▶ Data shown
=-=-=

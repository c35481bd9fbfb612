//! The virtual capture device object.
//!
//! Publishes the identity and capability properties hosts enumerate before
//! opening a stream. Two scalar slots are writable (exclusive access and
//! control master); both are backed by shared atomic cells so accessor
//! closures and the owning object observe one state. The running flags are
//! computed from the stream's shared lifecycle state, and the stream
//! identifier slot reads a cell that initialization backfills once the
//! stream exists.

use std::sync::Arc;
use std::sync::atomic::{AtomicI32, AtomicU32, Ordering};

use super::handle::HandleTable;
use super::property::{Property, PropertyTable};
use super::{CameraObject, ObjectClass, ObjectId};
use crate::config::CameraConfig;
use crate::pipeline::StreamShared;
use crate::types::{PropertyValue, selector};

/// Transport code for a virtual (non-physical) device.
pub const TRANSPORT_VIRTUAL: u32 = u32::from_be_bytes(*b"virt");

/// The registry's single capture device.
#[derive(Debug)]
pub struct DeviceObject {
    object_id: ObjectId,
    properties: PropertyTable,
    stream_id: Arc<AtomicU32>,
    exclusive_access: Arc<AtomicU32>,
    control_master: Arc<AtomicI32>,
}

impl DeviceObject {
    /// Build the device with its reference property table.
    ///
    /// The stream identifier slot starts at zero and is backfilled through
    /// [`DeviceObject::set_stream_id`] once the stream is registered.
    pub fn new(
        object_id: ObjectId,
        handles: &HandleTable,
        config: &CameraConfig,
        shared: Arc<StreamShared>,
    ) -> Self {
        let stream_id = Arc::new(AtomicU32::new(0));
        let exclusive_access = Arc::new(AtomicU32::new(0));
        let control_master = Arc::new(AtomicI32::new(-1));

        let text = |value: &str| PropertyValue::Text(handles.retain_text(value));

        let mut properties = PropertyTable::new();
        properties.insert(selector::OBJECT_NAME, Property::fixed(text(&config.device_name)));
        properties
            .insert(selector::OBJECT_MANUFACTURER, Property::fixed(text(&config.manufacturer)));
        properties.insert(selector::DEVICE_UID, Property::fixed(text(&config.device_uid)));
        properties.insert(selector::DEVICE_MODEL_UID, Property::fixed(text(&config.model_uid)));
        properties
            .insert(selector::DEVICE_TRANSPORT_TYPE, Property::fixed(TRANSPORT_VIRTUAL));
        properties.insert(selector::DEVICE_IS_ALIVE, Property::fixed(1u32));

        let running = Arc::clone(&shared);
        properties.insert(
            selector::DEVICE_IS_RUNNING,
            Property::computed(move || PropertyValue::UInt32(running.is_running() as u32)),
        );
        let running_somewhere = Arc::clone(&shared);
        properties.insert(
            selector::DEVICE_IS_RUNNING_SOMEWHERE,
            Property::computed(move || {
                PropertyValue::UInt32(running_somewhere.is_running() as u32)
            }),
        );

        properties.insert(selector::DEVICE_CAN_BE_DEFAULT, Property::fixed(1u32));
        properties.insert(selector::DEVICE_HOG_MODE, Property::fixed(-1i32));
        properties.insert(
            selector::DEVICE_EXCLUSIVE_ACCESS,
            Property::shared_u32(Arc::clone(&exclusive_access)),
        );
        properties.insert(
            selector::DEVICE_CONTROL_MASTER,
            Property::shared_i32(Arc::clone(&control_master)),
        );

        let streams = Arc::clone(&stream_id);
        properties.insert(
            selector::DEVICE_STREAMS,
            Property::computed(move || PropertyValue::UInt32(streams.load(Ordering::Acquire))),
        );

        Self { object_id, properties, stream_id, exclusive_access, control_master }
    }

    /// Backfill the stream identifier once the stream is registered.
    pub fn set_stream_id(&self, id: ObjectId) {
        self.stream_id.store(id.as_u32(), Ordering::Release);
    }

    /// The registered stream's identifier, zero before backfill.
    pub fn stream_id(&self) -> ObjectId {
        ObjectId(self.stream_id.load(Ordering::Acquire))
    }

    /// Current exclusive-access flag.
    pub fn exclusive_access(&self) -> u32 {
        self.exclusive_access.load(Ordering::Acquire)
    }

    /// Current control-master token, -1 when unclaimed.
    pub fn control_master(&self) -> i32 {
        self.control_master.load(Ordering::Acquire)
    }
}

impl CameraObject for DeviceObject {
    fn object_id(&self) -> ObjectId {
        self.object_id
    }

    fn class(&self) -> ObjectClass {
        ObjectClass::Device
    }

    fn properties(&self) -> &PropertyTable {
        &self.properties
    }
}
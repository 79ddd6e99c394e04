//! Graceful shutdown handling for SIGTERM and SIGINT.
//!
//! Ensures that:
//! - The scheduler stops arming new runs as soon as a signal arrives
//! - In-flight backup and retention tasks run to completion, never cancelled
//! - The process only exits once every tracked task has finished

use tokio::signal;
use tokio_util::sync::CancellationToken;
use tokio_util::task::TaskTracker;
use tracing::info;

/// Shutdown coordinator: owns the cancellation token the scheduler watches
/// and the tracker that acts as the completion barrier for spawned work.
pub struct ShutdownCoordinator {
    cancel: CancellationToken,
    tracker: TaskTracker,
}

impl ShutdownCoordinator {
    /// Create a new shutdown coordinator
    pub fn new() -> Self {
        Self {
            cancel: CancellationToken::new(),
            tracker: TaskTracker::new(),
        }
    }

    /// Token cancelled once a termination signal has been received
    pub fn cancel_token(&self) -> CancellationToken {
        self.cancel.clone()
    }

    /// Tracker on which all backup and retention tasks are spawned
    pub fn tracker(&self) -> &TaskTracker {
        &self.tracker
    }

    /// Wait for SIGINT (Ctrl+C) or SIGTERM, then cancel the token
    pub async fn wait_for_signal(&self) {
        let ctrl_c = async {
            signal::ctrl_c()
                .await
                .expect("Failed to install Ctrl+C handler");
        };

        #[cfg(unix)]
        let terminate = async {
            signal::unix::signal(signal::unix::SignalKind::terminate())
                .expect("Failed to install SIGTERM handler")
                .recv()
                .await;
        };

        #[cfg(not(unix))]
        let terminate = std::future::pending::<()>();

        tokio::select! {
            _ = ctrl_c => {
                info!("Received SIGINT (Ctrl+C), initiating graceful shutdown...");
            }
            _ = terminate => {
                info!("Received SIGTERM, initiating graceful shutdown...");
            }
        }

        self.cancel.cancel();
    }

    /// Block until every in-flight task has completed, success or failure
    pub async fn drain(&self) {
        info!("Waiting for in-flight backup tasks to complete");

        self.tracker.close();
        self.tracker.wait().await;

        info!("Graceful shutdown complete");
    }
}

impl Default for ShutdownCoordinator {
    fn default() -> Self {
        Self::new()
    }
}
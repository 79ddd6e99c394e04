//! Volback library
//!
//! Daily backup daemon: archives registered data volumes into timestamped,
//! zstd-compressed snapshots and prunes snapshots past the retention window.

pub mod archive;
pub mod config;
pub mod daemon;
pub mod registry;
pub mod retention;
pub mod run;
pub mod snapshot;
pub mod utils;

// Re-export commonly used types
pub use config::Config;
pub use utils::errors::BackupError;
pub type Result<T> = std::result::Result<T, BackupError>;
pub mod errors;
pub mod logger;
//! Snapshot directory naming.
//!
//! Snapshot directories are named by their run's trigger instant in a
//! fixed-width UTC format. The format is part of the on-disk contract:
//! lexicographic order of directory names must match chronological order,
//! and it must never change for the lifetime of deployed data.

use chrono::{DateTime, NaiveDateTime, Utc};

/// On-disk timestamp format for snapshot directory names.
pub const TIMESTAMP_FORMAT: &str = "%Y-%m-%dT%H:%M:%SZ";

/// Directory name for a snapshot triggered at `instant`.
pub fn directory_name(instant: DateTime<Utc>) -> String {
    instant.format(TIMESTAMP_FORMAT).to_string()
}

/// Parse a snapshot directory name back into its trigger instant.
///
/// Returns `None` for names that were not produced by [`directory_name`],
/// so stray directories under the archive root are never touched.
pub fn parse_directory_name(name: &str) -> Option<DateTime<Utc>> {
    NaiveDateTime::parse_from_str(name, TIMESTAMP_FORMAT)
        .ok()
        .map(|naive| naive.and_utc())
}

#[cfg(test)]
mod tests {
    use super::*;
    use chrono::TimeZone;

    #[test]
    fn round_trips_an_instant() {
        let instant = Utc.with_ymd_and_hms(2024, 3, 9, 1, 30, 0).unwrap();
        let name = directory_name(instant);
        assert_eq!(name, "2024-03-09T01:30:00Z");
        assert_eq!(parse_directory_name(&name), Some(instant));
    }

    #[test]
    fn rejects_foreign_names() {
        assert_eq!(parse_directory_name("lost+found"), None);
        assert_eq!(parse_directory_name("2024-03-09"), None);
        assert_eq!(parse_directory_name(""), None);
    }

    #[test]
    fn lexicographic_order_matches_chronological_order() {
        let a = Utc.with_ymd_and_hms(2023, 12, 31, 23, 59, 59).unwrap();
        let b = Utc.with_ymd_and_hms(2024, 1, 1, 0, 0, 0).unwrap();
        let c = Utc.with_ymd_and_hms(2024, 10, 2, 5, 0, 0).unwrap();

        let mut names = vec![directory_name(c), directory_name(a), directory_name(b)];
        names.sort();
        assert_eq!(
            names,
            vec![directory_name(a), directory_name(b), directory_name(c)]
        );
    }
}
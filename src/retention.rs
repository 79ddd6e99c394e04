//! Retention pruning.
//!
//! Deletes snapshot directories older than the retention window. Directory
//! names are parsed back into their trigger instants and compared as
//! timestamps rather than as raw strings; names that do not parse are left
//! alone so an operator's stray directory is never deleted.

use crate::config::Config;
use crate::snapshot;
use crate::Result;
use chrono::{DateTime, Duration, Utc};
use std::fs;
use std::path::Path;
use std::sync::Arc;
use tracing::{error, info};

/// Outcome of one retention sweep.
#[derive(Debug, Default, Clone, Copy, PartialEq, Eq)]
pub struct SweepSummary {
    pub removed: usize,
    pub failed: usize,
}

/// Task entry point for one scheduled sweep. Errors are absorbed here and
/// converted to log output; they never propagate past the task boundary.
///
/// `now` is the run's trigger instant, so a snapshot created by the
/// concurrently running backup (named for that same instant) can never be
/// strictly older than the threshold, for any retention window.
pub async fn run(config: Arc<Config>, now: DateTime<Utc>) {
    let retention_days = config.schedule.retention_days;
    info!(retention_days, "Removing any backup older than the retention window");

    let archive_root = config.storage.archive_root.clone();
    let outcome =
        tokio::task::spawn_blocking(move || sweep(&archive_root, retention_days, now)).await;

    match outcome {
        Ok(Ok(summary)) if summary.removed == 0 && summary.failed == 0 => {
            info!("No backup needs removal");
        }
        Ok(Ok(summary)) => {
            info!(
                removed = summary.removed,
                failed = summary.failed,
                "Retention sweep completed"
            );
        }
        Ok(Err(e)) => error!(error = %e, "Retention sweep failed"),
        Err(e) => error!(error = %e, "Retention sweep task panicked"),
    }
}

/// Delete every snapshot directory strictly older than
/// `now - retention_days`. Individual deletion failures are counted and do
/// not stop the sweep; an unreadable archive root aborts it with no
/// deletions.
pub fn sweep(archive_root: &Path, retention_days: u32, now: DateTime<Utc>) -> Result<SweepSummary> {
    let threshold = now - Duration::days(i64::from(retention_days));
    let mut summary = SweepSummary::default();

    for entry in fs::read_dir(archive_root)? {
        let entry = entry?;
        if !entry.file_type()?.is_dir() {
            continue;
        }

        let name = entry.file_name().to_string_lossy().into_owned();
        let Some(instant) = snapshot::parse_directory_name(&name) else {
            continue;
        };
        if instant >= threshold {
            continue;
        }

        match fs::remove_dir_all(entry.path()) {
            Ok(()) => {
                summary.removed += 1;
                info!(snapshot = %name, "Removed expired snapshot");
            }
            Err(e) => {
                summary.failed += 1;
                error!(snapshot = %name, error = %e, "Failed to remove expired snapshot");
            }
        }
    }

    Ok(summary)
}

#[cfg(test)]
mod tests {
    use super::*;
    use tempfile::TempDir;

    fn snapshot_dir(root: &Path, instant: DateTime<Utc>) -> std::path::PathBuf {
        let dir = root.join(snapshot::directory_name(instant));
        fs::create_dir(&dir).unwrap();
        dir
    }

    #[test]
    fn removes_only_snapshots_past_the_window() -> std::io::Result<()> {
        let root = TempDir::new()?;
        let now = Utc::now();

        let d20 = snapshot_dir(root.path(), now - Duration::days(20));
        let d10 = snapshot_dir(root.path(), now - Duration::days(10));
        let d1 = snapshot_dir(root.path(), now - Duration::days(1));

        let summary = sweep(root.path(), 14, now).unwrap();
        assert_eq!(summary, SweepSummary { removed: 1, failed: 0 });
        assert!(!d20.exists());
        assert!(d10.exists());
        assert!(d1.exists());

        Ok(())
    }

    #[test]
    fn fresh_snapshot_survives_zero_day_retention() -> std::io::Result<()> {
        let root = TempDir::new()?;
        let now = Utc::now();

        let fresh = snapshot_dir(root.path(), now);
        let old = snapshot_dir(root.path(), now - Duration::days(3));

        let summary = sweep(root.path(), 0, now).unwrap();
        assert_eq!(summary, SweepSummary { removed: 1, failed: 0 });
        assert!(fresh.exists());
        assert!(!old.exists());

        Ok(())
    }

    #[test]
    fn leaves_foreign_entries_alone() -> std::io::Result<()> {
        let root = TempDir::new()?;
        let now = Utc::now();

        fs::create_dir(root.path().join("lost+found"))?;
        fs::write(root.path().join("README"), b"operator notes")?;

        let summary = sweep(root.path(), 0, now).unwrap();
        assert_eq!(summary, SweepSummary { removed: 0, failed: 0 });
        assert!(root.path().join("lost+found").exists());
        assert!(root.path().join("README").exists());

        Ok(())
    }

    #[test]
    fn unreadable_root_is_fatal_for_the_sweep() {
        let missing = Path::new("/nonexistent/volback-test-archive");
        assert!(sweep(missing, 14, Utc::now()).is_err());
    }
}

=-=-=

▶ Exercise requirements
Copy out precisely the lines from the line with "one retention sweep." to the line with "directory strictly older than" in the material above, including those two lines and omitting all the rest.

▶ Exercise answer
/// Outcome of one retention sweep.
#[derive(Debug, Default, Clone, Copy, PartialEq, Eq)]
pub struct SweepSummary {
    pub removed: usize,
    pub failed: usize,
}

/// Task entry point for one scheduled sweep. Errors are absorbed here and
/// converted to log output; they never propagate past the task boundary.
///
/// `now` is the run's trigger instant, so a snapshot created by the
/// concurrently running backup (named for that same instant) can never be
/// strictly older than the threshold, for any retention window.
pub async fn run(config: Arc<Config>, now: DateTime<Utc>) {
    let retention_days = config.schedule.retention_days;
    info!(retention_days, "Removing any backup older than the retention window");

    let archive_root = config.storage.archive_root.clone();
    let outcome =
        tokio::task::spawn_blocking(move || sweep(&archive_root, retention_days, now)).await;

    match outcome {
        Ok(Ok(summary)) if summary.removed == 0 && summary.failed == 0 => {
            info!("No backup needs removal");
        }
        Ok(Ok(summary)) => {
            info!(
                removed = summary.removed,
                failed = summary.failed,
                "Retention sweep completed"
            );
        }
        Ok(Err(e)) => error!(error = %e, "Retention sweep failed"),
        Err(e) => error!(error = %e, "Retention sweep task panicked"),
    }
}

/// Delete every snapshot directory strictly older than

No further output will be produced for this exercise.